Requirement » If a line of the material holds the string "Success", please copy it.

Excerpted records »
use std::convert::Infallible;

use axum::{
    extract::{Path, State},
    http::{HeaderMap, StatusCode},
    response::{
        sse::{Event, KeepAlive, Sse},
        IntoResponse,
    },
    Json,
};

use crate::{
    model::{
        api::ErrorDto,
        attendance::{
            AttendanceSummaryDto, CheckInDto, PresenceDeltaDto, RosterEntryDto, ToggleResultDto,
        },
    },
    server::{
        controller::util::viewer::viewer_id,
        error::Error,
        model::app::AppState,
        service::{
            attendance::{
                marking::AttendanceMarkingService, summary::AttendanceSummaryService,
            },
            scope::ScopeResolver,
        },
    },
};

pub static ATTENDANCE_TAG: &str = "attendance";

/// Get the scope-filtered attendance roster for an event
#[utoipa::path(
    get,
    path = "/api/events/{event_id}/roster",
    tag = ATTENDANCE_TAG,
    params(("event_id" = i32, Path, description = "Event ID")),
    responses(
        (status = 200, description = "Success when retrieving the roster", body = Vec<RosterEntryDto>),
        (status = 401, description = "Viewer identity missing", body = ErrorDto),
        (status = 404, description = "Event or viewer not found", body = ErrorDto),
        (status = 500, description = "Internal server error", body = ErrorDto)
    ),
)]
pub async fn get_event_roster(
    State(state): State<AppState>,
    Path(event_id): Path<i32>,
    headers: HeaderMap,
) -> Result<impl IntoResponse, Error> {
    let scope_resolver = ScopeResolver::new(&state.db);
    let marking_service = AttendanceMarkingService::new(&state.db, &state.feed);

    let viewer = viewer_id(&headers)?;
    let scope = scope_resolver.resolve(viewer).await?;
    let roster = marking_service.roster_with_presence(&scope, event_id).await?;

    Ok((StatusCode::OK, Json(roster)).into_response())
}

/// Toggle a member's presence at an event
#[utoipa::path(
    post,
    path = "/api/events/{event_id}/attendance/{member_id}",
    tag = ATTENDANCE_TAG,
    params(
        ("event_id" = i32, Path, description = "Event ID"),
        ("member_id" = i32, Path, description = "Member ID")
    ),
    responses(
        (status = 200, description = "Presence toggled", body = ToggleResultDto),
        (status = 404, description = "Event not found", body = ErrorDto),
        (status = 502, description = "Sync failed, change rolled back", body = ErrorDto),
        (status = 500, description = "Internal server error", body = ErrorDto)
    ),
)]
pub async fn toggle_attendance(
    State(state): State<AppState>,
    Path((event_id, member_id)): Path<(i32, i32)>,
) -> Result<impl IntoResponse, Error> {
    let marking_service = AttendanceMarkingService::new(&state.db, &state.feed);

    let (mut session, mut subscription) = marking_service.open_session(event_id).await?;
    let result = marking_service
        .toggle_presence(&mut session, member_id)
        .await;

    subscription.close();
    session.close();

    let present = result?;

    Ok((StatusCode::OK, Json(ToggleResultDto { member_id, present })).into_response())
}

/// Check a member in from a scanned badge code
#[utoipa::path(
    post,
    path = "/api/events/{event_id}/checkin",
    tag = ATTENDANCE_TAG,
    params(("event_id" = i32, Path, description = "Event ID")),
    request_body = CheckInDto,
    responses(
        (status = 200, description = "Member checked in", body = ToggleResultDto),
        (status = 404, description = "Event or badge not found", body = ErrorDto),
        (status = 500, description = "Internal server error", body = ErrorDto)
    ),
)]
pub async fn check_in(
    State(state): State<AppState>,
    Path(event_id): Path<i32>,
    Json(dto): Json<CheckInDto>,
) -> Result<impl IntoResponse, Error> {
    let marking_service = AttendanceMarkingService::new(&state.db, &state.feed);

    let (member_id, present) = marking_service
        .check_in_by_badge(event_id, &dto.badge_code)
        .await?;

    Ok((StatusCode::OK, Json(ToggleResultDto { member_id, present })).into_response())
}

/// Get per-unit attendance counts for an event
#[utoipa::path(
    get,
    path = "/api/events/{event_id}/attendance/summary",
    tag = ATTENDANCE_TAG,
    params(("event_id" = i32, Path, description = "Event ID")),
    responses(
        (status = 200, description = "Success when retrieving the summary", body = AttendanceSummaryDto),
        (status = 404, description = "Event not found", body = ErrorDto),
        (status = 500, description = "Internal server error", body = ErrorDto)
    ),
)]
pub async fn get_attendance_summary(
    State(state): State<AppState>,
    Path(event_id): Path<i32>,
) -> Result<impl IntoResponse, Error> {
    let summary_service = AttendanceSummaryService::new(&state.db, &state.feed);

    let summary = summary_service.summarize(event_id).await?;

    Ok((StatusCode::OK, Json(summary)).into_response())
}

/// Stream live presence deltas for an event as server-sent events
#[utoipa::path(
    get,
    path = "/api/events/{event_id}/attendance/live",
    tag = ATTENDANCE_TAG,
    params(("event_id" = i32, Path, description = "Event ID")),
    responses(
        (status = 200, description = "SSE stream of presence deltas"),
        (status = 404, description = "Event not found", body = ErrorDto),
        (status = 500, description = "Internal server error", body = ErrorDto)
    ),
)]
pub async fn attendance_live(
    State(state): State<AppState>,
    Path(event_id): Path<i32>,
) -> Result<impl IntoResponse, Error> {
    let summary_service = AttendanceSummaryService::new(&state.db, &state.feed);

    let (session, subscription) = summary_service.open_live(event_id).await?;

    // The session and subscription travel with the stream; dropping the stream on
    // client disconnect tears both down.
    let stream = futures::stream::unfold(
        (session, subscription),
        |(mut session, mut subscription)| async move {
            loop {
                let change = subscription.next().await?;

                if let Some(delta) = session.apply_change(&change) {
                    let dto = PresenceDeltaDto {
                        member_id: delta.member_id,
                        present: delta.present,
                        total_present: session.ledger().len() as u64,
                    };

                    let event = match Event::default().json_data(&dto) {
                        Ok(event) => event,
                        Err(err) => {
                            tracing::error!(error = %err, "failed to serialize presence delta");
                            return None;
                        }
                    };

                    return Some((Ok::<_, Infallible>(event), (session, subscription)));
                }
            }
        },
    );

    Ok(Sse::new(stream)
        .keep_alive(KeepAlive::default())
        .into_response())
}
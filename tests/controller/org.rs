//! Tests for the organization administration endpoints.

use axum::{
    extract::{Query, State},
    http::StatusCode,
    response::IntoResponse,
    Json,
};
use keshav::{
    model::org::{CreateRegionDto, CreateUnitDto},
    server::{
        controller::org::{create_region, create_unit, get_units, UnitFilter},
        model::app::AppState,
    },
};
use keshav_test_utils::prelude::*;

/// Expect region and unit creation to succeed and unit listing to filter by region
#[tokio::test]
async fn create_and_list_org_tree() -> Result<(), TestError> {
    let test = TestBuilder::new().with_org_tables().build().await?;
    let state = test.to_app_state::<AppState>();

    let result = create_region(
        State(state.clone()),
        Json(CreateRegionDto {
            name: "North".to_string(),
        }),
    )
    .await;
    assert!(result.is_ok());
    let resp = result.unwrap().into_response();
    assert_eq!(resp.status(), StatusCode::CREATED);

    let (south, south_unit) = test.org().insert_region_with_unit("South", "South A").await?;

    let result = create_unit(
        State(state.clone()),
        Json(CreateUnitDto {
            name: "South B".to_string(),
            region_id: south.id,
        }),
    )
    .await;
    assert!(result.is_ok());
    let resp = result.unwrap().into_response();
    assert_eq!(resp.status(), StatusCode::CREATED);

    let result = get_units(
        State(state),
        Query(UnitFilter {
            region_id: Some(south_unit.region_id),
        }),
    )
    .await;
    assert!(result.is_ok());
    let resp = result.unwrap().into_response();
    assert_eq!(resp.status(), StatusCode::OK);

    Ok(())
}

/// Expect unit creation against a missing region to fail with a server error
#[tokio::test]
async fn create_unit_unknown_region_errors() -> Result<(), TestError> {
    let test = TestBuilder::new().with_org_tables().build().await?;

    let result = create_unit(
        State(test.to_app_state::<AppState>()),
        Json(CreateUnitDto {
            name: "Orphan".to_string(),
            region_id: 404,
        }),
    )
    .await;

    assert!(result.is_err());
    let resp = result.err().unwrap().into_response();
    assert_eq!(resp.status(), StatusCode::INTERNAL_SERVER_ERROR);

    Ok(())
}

Response to this exercise »
        (status = 200, description = "Success when retrieving the roster", body = Vec<RosterEntryDto>),
        (status = 200, description = "Success when retrieving the summary", body = AttendanceSummaryDto),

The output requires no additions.